*** Recorded data

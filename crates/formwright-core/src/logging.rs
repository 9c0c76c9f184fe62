//! Logging integration for formwright.
//!
//! Provides helpers for configuring [`tracing`]-based logging from
//! [`Settings`](crate::settings::Settings) and for creating per-field spans.

use crate::settings::Settings;

/// Sets up the global tracing subscriber based on the given settings.
///
/// The log level is read from `settings.log_level` (e.g. "debug", "info", "warn",
/// "error"). In debug mode a pretty, human-readable format is used; otherwise
/// a structured JSON format is used. Installing a subscriber twice is a no-op.
pub fn setup_logging(settings: &Settings) {
    use tracing_subscriber::fmt;
    use tracing_subscriber::EnvFilter;

    let filter = EnvFilter::try_new(&settings.log_level).unwrap_or_else(|_| EnvFilter::new("info"));

    if settings.debug {
        fmt::Subscriber::builder()
            .with_env_filter(filter)
            .with_target(true)
            .with_thread_ids(false)
            .with_file(true)
            .with_line_number(true)
            .pretty()
            .try_init()
            .ok();
    } else {
        fmt::Subscriber::builder()
            .with_env_filter(filter)
            .with_target(true)
            .json()
            .try_init()
            .ok();
    }
}

/// Creates a tracing span for rendering a single field.
///
/// Every log entry emitted while the field is resolved and composed carries
/// the object name and attribute.
///
/// # Examples
///
/// ```
/// use formwright_core::logging::field_span;
///
/// let span = field_span("user", "email");
/// let _guard = span.enter();
/// tracing::debug!("resolving input");
/// ```
pub fn field_span(object_name: &str, attribute: &str) -> tracing::Span {
    tracing::debug_span!("field", object = object_name, attribute = attribute)
}
//! Settings loading from configuration files.
//!
//! This module provides functions to load [`Settings`] from TOML files, JSON
//! files, and to apply environment variable overrides.
//!
//! ## Loading Order
//!
//! 1. Start with default settings.
//! 2. Load from a TOML or JSON file (deep-merged over the defaults).
//! 3. Apply environment variable overrides (highest priority).
//!
//! ## Environment Variable Mapping
//!
//! | Env Var | Setting |
//! |---|---|
//! | `FORMWRIGHT_DEBUG` | `debug` |
//! | `FORMWRIGHT_LOG_LEVEL` | `log_level` |
//! | `FORMWRIGHT_DEFAULT_WRAPPER` | `default_wrapper` |
//! | `FORMWRIGHT_BUTTON_CLASS` | `button_class` |
//! | `FORMWRIGHT_CACHE_DISCOVERY` | `cache_discovery` |
//! | `FORMWRIGHT_INPUTS_DISCOVERY` | `inputs_discovery` |
//! | `FORMWRIGHT_BROWSER_VALIDATIONS` | `browser_validations` |
//! | `FORMWRIGHT_CUSTOM_INPUTS_NAMESPACES` | `custom_inputs_namespaces` (comma-separated) |
//!
//! ## Examples
//!
//! ```rust,no_run
//! use formwright_core::settings_loader;
//!
//! // Load from TOML
//! let settings = settings_loader::from_toml_file("config/forms.toml").unwrap();
//!
//! // Load from JSON with environment overrides
//! let settings = settings_loader::from_json_file_with_env("config/forms.json").unwrap();
//! ```

use std::path::Path;

use crate::error::FormError;
use crate::settings::Settings;
use crate::utils::json::deep_merge;

/// Loads settings from a TOML string.
///
/// Any settings not present in the TOML keep their default values. Wrapper
/// tables are merged key by key, so declaring `[wrappers.inline]` keeps the
/// built-in `default` wrapper.
///
/// # Errors
///
/// Returns an error if the TOML is malformed or cannot be deserialized.
pub fn from_toml_str(toml_str: &str) -> Result<Settings, FormError> {
    let toml_value: toml::Value = toml::from_str(toml_str)
        .map_err(|e| FormError::ConfigurationError(format!("Failed to parse TOML: {e}")))?;

    merge_over_defaults(toml_to_json(toml_value), "TOML")
}

/// Loads settings from a TOML file.
///
/// # Errors
///
/// Returns an error if the file cannot be read or the TOML is malformed.
pub fn from_toml_file(path: impl AsRef<Path>) -> Result<Settings, FormError> {
    let content = std::fs::read_to_string(path.as_ref()).map_err(|e| {
        FormError::ConfigurationError(format!(
            "Failed to read TOML file '{}': {e}",
            path.as_ref().display()
        ))
    })?;
    from_toml_str(&content)
}

/// Loads settings from a TOML file and then applies environment variable overrides.
///
/// # Errors
///
/// Returns an error if the file cannot be read or the TOML is malformed.
pub fn from_toml_file_with_env(path: impl AsRef<Path>) -> Result<Settings, FormError> {
    let mut settings = from_toml_file(path)?;
    apply_env_overrides(&mut settings);
    Ok(settings)
}

/// Loads settings from a JSON string.
///
/// # Errors
///
/// Returns an error if the JSON is malformed or cannot be deserialized.
pub fn from_json_str(json_str: &str) -> Result<Settings, FormError> {
    let json_value: serde_json::Value = serde_json::from_str(json_str)
        .map_err(|e| FormError::ConfigurationError(format!("Failed to parse JSON: {e}")))?;

    merge_over_defaults(json_value, "JSON")
}

/// Loads settings from a JSON file.
///
/// # Errors
///
/// Returns an error if the file cannot be read or the JSON is malformed.
pub fn from_json_file(path: impl AsRef<Path>) -> Result<Settings, FormError> {
    let content = std::fs::read_to_string(path.as_ref()).map_err(|e| {
        FormError::ConfigurationError(format!(
            "Failed to read JSON file '{}': {e}",
            path.as_ref().display()
        ))
    })?;
    from_json_str(&content)
}

/// Loads settings from a JSON file and then applies environment variable overrides.
///
/// # Errors
///
/// Returns an error if the file cannot be read or the JSON is malformed.
pub fn from_json_file_with_env(path: impl AsRef<Path>) -> Result<Settings, FormError> {
    let mut settings = from_json_file(path)?;
    apply_env_overrides(&mut settings);
    Ok(settings)
}

/// Loads settings from just environment variables (starting from defaults).
pub fn from_env() -> Settings {
    let mut settings = Settings::default();
    apply_env_overrides(&mut settings);
    settings
}

/// Applies environment variable overrides to a settings struct.
///
/// Boolean variables accept "true"/"1"/"yes" as true; anything else is false.
pub fn apply_env_overrides(settings: &mut Settings) {
    if let Ok(val) = std::env::var("FORMWRIGHT_DEBUG") {
        settings.debug = parse_flag(&val);
    }

    if let Ok(val) = std::env::var("FORMWRIGHT_LOG_LEVEL") {
        settings.log_level = val;
    }

    if let Ok(val) = std::env::var("FORMWRIGHT_DEFAULT_WRAPPER") {
        settings.default_wrapper = val;
    }

    if let Ok(val) = std::env::var("FORMWRIGHT_BUTTON_CLASS") {
        settings.button_class = val;
    }

    if let Ok(val) = std::env::var("FORMWRIGHT_CACHE_DISCOVERY") {
        settings.cache_discovery = parse_flag(&val);
    }

    if let Ok(val) = std::env::var("FORMWRIGHT_INPUTS_DISCOVERY") {
        settings.inputs_discovery = parse_flag(&val);
    }

    if let Ok(val) = std::env::var("FORMWRIGHT_BROWSER_VALIDATIONS") {
        settings.browser_validations = parse_flag(&val);
    }

    if let Ok(val) = std::env::var("FORMWRIGHT_CUSTOM_INPUTS_NAMESPACES") {
        settings.custom_inputs_namespaces = val
            .split(',')
            .map(|s| s.trim().to_string())
            .filter(|s| !s.is_empty())
            .collect();
    }
}

// ============================================================
// Helpers
// ============================================================

fn parse_flag(val: &str) -> bool {
    matches!(val.to_lowercase().as_str(), "true" | "1" | "yes")
}

fn merge_over_defaults(value: serde_json::Value, format: &str) -> Result<Settings, FormError> {
    let default_json = serde_json::to_value(Settings::default()).map_err(|e| {
        FormError::SerializationError(format!("Failed to serialize default settings: {e}"))
    })?;

    let merged = deep_merge(default_json, value);
    serde_json::from_value(merged).map_err(|e| {
        FormError::ConfigurationError(format!("Failed to deserialize settings from {format}: {e}"))
    })
}

/// Converts a TOML value to a `serde_json::Value`.
fn toml_to_json(value: toml::Value) -> serde_json::Value {
    match value {
        toml::Value::String(s) => serde_json::Value::String(s),
        toml::Value::Integer(i) => serde_json::json!(i),
        toml::Value::Float(f) => serde_json::json!(f),
        toml::Value::Boolean(b) => serde_json::Value::Bool(b),
        toml::Value::Datetime(dt) => serde_json::Value::String(dt.to_string()),
        toml::Value::Array(arr) => {
            serde_json::Value::Array(arr.into_iter().map(toml_to_json).collect())
        }
        toml::Value::Table(table) => {
            let map: serde_json::Map<String, serde_json::Value> = table
                .into_iter()
                .map(|(k, v)| (k, toml_to_json(v)))
                .collect();
            serde_json::Value::Object(map)
        }
    }
}

#[cfg(test)]
mod tests {
    use super::*;
    use crate::settings::ErrorMethod;

    // ── TOML loading ────────────────────────────────────────────────

    #[test]
    fn test_from_toml_str_basic() {
        let toml = r#"
            debug = false
            button_class = "btn"
            input_field_error_class = "is-invalid"
        "#;

        let settings = from_toml_str(toml).unwrap();
        assert!(!settings.debug);
        assert_eq!(settings.button_class, "btn");
        assert_eq!(settings.input_field_error_class.as_deref(), Some("is-invalid"));
        // Defaults preserved
        assert_eq!(settings.default_wrapper, "default");
    }

    #[test]
    fn test_from_toml_str_custom_mappings_keep_order() {
        let toml = r#"
            [[custom_mappings]]
            pattern = "_count$"
            input_type = "integer"

            [[custom_mappings]]
            pattern = "^body"
            input_type = "text"
        "#;

        let settings = from_toml_str(toml).unwrap();
        assert_eq!(settings.custom_mappings.len(), 2);
        assert_eq!(settings.custom_mappings[0].input_type, "integer");
        assert_eq!(settings.custom_mappings[1].pattern, "^body");
    }

    #[test]
    fn test_from_toml_str_wrapper_added_next_to_default() {
        let toml = r#"
            [wrappers.inline]
            tag = "span"
            class = ["inline"]

            [[wrappers.inline.components]]
            name = "input"

            [[wrappers.inline.components]]
            name = "error"
            optional = true

            [wrapper_mappings]
            boolean = "inline"
        "#;

        let settings = from_toml_str(toml).unwrap();
        assert!(settings.wrappers.contains_key("default"));
        let inline = settings.wrappers.get("inline").unwrap();
        assert_eq!(inline.tag.as_deref(), Some("span"));
        assert_eq!(inline.components.len(), 2);
        assert!(inline.components[1].optional);
        assert_eq!(settings.wrapper_mappings.get("boolean").unwrap(), "inline");
    }

    #[test]
    fn test_from_toml_str_error_method() {
        let settings = from_toml_str(r#"error_method = "to_sentence""#).unwrap();
        assert_eq!(settings.error_method, ErrorMethod::ToSentence);
    }

    #[test]
    fn test_from_toml_str_empty() {
        let settings = from_toml_str("").unwrap();
        assert!(settings.debug);
        assert!(settings.cache_discovery);
    }

    #[test]
    fn test_from_toml_str_invalid() {
        let result = from_toml_str("[[invalid toml content");
        assert!(result.is_err());
    }

    #[test]
    fn test_from_toml_str_wrong_type() {
        let result = from_toml_str(r#"cache_discovery = "sometimes""#);
        assert!(matches!(result, Err(FormError::ConfigurationError(_))));
    }

    // ── JSON loading ────────────────────────────────────────────────

    #[test]
    fn test_from_json_str_basic() {
        let json = r#"{
            "custom_inputs_namespaces": ["app::inputs", "shared::inputs"],
            "inputs_discovery": false,
            "log_level": "debug"
        }"#;

        let settings = from_json_str(json).unwrap();
        assert_eq!(
            settings.custom_inputs_namespaces,
            vec!["app::inputs".to_string(), "shared::inputs".to_string()]
        );
        assert!(!settings.inputs_discovery);
        assert_eq!(settings.log_level, "debug");
        // Defaults preserved
        assert_eq!(settings.button_class, "button");
    }

    #[test]
    fn test_from_json_str_empty_object() {
        let settings = from_json_str("{}").unwrap();
        assert!(settings.debug);
        assert!(settings.wrappers.contains_key("default"));
    }

    #[test]
    fn test_from_json_str_invalid() {
        let result = from_json_str("{invalid json");
        assert!(result.is_err());
    }

    // ── File loading ────────────────────────────────────────────────

    #[test]
    fn test_from_toml_file() {
        let dir = std::env::temp_dir().join("formwright_test_toml");
        std::fs::create_dir_all(&dir).unwrap();
        let path = dir.join("test_settings.toml");

        std::fs::write(&path, "button_class = \"btn btn-primary\"\n").unwrap();

        let settings = from_toml_file(&path).unwrap();
        assert_eq!(settings.button_class, "btn btn-primary");

        std::fs::remove_file(&path).ok();
        std::fs::remove_dir(&dir).ok();
    }

    #[test]
    fn test_from_json_file() {
        let dir = std::env::temp_dir().join("formwright_test_json");
        std::fs::create_dir_all(&dir).unwrap();
        let path = dir.join("test_settings.json");

        std::fs::write(&path, r#"{"required_by_default": false}"#).unwrap();

        let settings = from_json_file(&path).unwrap();
        assert!(!settings.required_by_default);

        std::fs::remove_file(&path).ok();
        std::fs::remove_dir(&dir).ok();
    }

    #[test]
    fn test_from_toml_file_missing() {
        let result = from_toml_file("/nonexistent/path/forms.toml");
        assert!(result.is_err());
    }

    #[test]
    fn test_from_json_file_missing() {
        let result = from_json_file("/nonexistent/path/forms.json");
        assert!(result.is_err());
    }

    // ── Environment variable overrides ──────────────────────────────

    #[test]
    fn test_apply_env_overrides_button_class() {
        let mut settings = Settings::default();
        std::env::set_var("FORMWRIGHT_BUTTON_CLASS", "env-btn");
        apply_env_overrides(&mut settings);
        assert_eq!(settings.button_class, "env-btn");
        std::env::remove_var("FORMWRIGHT_BUTTON_CLASS");
    }

    #[test]
    fn test_apply_env_overrides_cache_discovery() {
        let mut settings = Settings::default();
        std::env::set_var("FORMWRIGHT_CACHE_DISCOVERY", "0");
        apply_env_overrides(&mut settings);
        assert!(!settings.cache_discovery);
        std::env::remove_var("FORMWRIGHT_CACHE_DISCOVERY");
    }

    #[test]
    fn test_apply_env_overrides_inputs_discovery() {
        let mut settings = Settings::default();
        settings.inputs_discovery = false;
        std::env::set_var("FORMWRIGHT_INPUTS_DISCOVERY", "yes");
        apply_env_overrides(&mut settings);
        assert!(settings.inputs_discovery);
        std::env::remove_var("FORMWRIGHT_INPUTS_DISCOVERY");
    }

    #[test]
    fn test_apply_env_overrides_namespaces() {
        let mut settings = Settings::default();
        std::env::set_var("FORMWRIGHT_CUSTOM_INPUTS_NAMESPACES", "app::inputs, ,vendor::inputs");
        apply_env_overrides(&mut settings);
        assert_eq!(
            settings.custom_inputs_namespaces,
            vec!["app::inputs".to_string(), "vendor::inputs".to_string()]
        );
        std::env::remove_var("FORMWRIGHT_CUSTOM_INPUTS_NAMESPACES");
    }

    #[test]
    fn test_from_env_default_wrapper() {
        std::env::set_var("FORMWRIGHT_DEFAULT_WRAPPER", "vertical");
        let settings = from_env();
        assert_eq!(settings.default_wrapper, "vertical");
        std::env::remove_var("FORMWRIGHT_DEFAULT_WRAPPER");
    }

    #[test]
    fn test_parse_flag() {
        assert!(parse_flag("TRUE"));
        assert!(parse_flag("1"));
        assert!(!parse_flag("off"));
    }

    #[test]
    fn test_toml_to_json() {
        let toml_val: toml::Value = toml::from_str(
            r#"
            name = "test"
            count = 42
            flag = true
            items = [1, 2, 3]
            [nested]
            key = "value"
        "#,
        )
        .unwrap();

        let json = toml_to_json(toml_val);
        assert_eq!(json["name"], "test");
        assert_eq!(json["count"], 42);
        assert_eq!(json["flag"], true);
        assert_eq!(json["items"], serde_json::json!([1, 2, 3]));
        assert_eq!(json["nested"]["key"], "value");
    }

    // ── Full flow with env ──────────────────────────────────────────

    #[test]
    fn test_toml_with_env_override() {
        let dir = std::env::temp_dir().join("formwright_test_toml_env");
        std::fs::create_dir_all(&dir).unwrap();
        let path = dir.join("settings_env.toml");

        std::fs::write(&path, "log_level = \"warn\"\n").unwrap();

        std::env::set_var("FORMWRIGHT_LOG_LEVEL", "trace");

        let settings = from_toml_file_with_env(&path).unwrap();
        assert_eq!(settings.log_level, "trace");

        std::env::remove_var("FORMWRIGHT_LOG_LEVEL");
        std::fs::remove_file(&path).ok();
        std::fs::remove_dir(&dir).ok();
    }
}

******

(Goal of the exercise)
Extract every line containing the string "vendor" from the data above.

(Problem solution)
        std::env::set_var("FORMWRIGHT_CUSTOM_INPUTS_NAMESPACES", "app::inputs, ,vendor::inputs");
            vec!["app::inputs".to_string(), "vendor::inputs".to_string()]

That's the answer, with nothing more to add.